There is a need for a more robust connection to the drive shaft or stem of a top-drive rotator, the swivel or power swivel, one that is less sensitive to fatigue and easier to inspect. There is a need for an efficient construction for sealing a boundary layer between a drive shaft and an object to which it is connected. There is a need for an efficient construction for the transfer of torque from a drive shaft to objects below it.

In accordance with the present invention, there is provided a top-driven rotary device for drilling a borehole, where the top-driven rotary device comprises a main body, a motor device, a main shaft and an element hanging directly down from the main shaft, characterized in that the main shaft comprises a torque transmission device for transmission of torque between the main shaft and the element, and a separate load transfer device for transferring load between the main shaft and the element.

The load transfer apparatus preferably carries the weight of objects connected below the shaft or stem, including, but not limited to, the weight of a drill string.

The torque transmission device preferably comprises at least one keyway on the main shaft and at least one keyway on the element. The torque transmission device advantageously comprises a plurality of keyways on the main shaft and a plurality of keyways on the element. The plurality of keyways is preferably a series of ridges and valleys which are advantageously arranged perpendicular to the direction of twist or moment transmission. The keyways are preferably located on the lower end of the main shaft and on the upper end of the element.

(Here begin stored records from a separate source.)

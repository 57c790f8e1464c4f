//! # JSON-RPC Server Prelude
//!
//! This module provides convenient re-exports of the most commonly used types
//! from the JSON-RPC server library.
//!
//! ```rust
//! use jsonrpc_server_core::prelude::*;
//! ```

// Core JSON-RPC types
pub use crate::codec::{JsonEquivalent, RpcValue};
pub use crate::dispatch::JsonRpcDispatcher;
pub use crate::error::{JsonRpcError, JsonRpcErrorCode, JsonRpcErrorObject, MethodError};
pub use crate::hooks::{DefaultServerEvents, ServerEvents};
pub use crate::params::{ParamShape, Params};
pub use crate::request::{JsonRpcRequest, RequestParams};
pub use crate::resolver::{MethodHandler, MethodRegistry, MethodResolver, MethodResult, handler_fn};
pub use crate::response::{JsonRpcResponse, ResponseEnvelope, ResponseOutcome};
pub use crate::transport::{Exchange, MemoryExchange};
pub use crate::types::{JsonRpcVersion, RequestId};

// Standard error codes
pub use crate::error_codes::*;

The load transfer device advantageously comprises a recess in the main shaft, the element comprising a main body, at least one tooth and a housing, where the housing selectively holds the at least one tooth back in the recess. There is preferably one recess for the at least one tooth. There is advantageously one recess for a plurality of teeth. The recess is preferably an annular groove. The recess can have a chamfered lower edge which preferably corresponds to the profile of the tooth.

The housing is preferably a load ring housing. The load ring housing advantageously includes threads, and the main body includes threads, so that the load ring housing can be movably threaded onto the main body. The load ring housing can preferably be unscrewed from the main body.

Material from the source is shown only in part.